My ancestors remained in Spain until the 1500's. The first expedition in 1527, was that of my 1st cousin 8X removed, Alvar Nunez Cabeza de Vaca's . Cabeza de Vaca befriended the Native Americans and learned the practices of native medicine men. He personalized his cures by making the sign of the cross and reciting prayers. In 1537 Cabeza de Vaca returned to Spain to publish a journal of his experiences and advised the king that the only way to win the hearts of the Native Americans was to treat them with kindness rather than force. The information Cabeza de Vaca took back to Spain helped to launch the Coronado expedition, then there were many more to follow.
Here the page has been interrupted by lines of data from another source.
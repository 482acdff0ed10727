//! Comment bodies posted by the processor. Every body goes through
//! `format_comment_body` so it carries the response marker.

use tanuki_core::truncate_chars;
use tanuki_gitlab::format_comment_body;
use tanuki_review::{InlineReviewReport, ParsedChangeSummary};

use crate::context::EventContext;

const ERROR_DETAIL_CHARS: usize = 2_000;

pub(crate) fn progress_body(ctx: &EventContext) -> String {
    let mut body = format!("⏳ **{}** is working on it…", ctx.executor_name);
    if !ctx.progress_messages.is_empty() {
        body.push_str("\n\n");
        for line in &ctx.progress_messages {
            body.push_str(&format!("> {line}\n"));
        }
    }
    format_comment_body(&body)
}

#[derive(Debug, Clone, Default)]
/// Links and status lines appended to a success comment.
pub(crate) struct SuccessDetails {
    pub(crate) branch: Option<String>,
    pub(crate) merge_request: Option<(u64, String)>,
    pub(crate) notes: Vec<String>,
}

fn push_change_summary(body: &mut String, summary: Option<&ParsedChangeSummary>) {
    let Some(summary) = summary else {
        return;
    };
    if let ParsedChangeSummary::Structured(structured) = summary {
        if !structured.summary.trim().is_empty() {
            body.push_str(&format!("\n\n**Summary:** {}", structured.summary.trim()));
        }
    }
    if !summary.changes().is_empty() {
        body.push_str("\n\n**Changes**\n");
        for change in summary.changes() {
            body.push_str(&format!("- {change}\n"));
        }
    }
}

fn push_warnings(body: &mut String, warnings: &[String]) {
    for warning in warnings {
        body.push_str(&format!("\n\n⚠️ {warning}"));
    }
}

pub(crate) fn success_body(
    ctx: &EventContext,
    output: &str,
    summary: Option<&ParsedChangeSummary>,
    details: &SuccessDetails,
) -> String {
    let mut body = format!("✅ **{}** finished", ctx.executor_name);
    if let Some(title) = summary.and_then(ParsedChangeSummary::title) {
        body.push_str(&format!(": {title}"));
    }
    let output = output.trim();
    if !output.is_empty() {
        body.push_str("\n\n");
        body.push_str(output);
    }
    push_change_summary(&mut body, summary);
    let mut links = Vec::new();
    if let Some(branch) = details.branch.as_deref() {
        links.push(format!("Branch: `{branch}`"));
    }
    if let Some((iid, url)) = details.merge_request.as_ref() {
        if url.is_empty() {
            links.push(format!("Merge request: !{iid}"));
        } else {
            links.push(format!("Merge request: [!{iid}]({url})"));
        }
    }
    if !links.is_empty() {
        body.push_str(&format!("\n\n{}", links.join(" · ")));
    }
    for note in &details.notes {
        body.push_str(&format!("\n\n{note}"));
    }
    push_warnings(&mut body, &ctx.warnings);
    format_comment_body(&body)
}

pub(crate) fn failure_body(ctx: &EventContext, error: &str) -> String {
    let mut body = format!(
        "❌ **{}** failed\n\n```\n{}\n```",
        ctx.executor_name,
        truncate_chars(error.trim(), ERROR_DETAIL_CHARS)
    );
    if ctx.retry_attempted {
        body.push_str("\n\nThe previous conversation had expired; a fresh session was tried as well.");
    }
    push_warnings(&mut body, &ctx.warnings);
    format_comment_body(&body)
}

pub(crate) fn review_body(
    ctx: &EventContext,
    report: &InlineReviewReport,
    overview: &str,
    summary: Option<&ParsedChangeSummary>,
) -> String {
    let mut body = format!("🔍 **{}** reviewed this merge request", ctx.executor_name);
    if let Some(title) = summary.and_then(ParsedChangeSummary::title) {
        body.push_str(&format!(": {title}"));
    }
    body.push_str(&format!(
        "\n\n- Inline comments: {} ({} moved to a nearby line)\n- Comments without a diff anchor: {}",
        report.placed,
        report.snapped,
        report.rerouted.len()
    ));
    if !report.failed.is_empty() {
        body.push_str(&format!(
            "\n- Comments GitLab rejected: {}",
            report.failed.len()
        ));
    }
    if report.placed == 0 && report.rerouted.is_empty() && report.failed.is_empty() {
        body.push_str("\n\nNo problems found. 🎉");
    }
    let overview = overview.trim();
    if !overview.is_empty() {
        body.push_str(&format!("\n\n{overview}"));
    }
    push_change_summary(&mut body, summary);
    push_warnings(&mut body, &ctx.warnings);
    format_comment_body(&body)
}

pub(crate) fn nothing_to_review_body(ctx: &EventContext) -> String {
    format_comment_body(&format!(
        "🔍 **{}**: this merge request has no reviewable changes.",
        ctx.executor_name
    ))
}

pub(crate) fn internal_error_body() -> String {
    format_comment_body(
        "❌ An internal error occurred while processing this request. Check the service logs for details.",
    )
}

#[cfg(test)]
mod tests {
    use tanuki_gitlab::RESPONSE_MARKER;
    use tanuki_review::{ChangeSummary, ParsedChangeSummary};

    use super::{failure_body, progress_body, success_body, SuccessDetails};
    use crate::context::EventContext;

    fn ctx() -> EventContext {
        let mut ctx = EventContext::new(1);
        ctx.executor_name = "Codex".to_string();
        ctx
    }

    #[test]
    fn unit_progress_body_quotes_recent_lines() {
        let mut ctx = ctx();
        ctx.push_progress("Running `cargo test`".to_string(), 15);
        let body = progress_body(&ctx);
        assert!(body.starts_with("⏳ **Codex** is working on it…"));
        assert!(body.contains("> Running `cargo test`"));
        assert!(body.ends_with(RESPONSE_MARKER));
    }

    #[test]
    fn functional_success_body_renders_summary_links_and_warnings() {
        let mut ctx = ctx();
        ctx.warn("failed to resolve discussion");
        let summary = ParsedChangeSummary::Structured(ChangeSummary {
            title: "Add cache".to_string(),
            summary: "Adds an LRU cache.".to_string(),
            changes: vec!["src/cache.rs".to_string()],
        });
        let body = success_body(
            &ctx,
            "Implemented the cache.",
            Some(&summary),
            &SuccessDetails {
                branch: Some("codex-1-abcdef".to_string()),
                merge_request: Some((4, "https://gitlab.example/mr/4".to_string())),
                notes: Vec::new(),
            },
        );
        assert!(body.starts_with("✅ **Codex** finished: Add cache"));
        assert!(body.contains("- src/cache.rs"));
        assert!(body.contains("Branch: `codex-1-abcdef` · Merge request: [!4](https://gitlab.example/mr/4)"));
        assert!(body.contains("⚠️ failed to resolve discussion"));
        assert_eq!(body.matches(RESPONSE_MARKER).count(), 1);
    }

    #[test]
    fn regression_failure_body_mentions_session_retry() {
        let mut ctx = ctx();
        ctx.retry_attempted = true;
        let body = failure_body(&ctx, "session not found");
        assert!(body.contains("❌ **Codex** failed"));
        assert!(body.contains("fresh session"));
    }
}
In my 5 years of research, I have gained the most respect for my ancestors like Cabeza de Vaca and my 4th great grandfather, Esteban Padilla. Esteban was born in 1710 in Isleta, New Mexico, the child of Diego Padilla and a nameless Native American servant. Diego Padilla was the patriarch of the most prominent family in the community of Los Padillas. Esteban was a Mestizo or Coyote, meaning he was half Spanish and half Native American. He didn't marry into another wealthy Spanish family, but instead married a woman of his own social class, Jacinta Martina Delgado. Together they climbed the social latter by purchasing parcels of land from Esteban's half brothers and sisters. Esteban and Jacinta became padrinos or witnesses over thirty times in the baptisms and marriages of their family members or fellow parishioners, Spanish, Mestizo and Indian alike. He seemed to be the Barack Obama of his day, fitting into both cultures and uniting them. So my pride doesn't come from being the 12th great-granddaughter to the throne on Spain, I am so very proud that my 4th great-grand-parents overcame adversity and thrived. They are my heroes.

My message? Nothing has changed. There will always be those who want to reign over everyone, on whatever level they feel they can. Then there are those that are leaders, who teach us how to carry our own. Be a leader. Remember that we are one and we are only as strong as our weakest link in a chain of many generation. Memories are carried in that chain called DNA, much like our physical features. We are unconsciously affected by the unfinished business of our ancestors UNTIL we acknowledge the past. In other words, we revisit the events and traumas experienced by our ancestors in our lifetime, until the trauma is faced head-on and healed. It's of upmost importance to hold each other up on this journey, never trying to be in control of one another for any reason. Respect each other.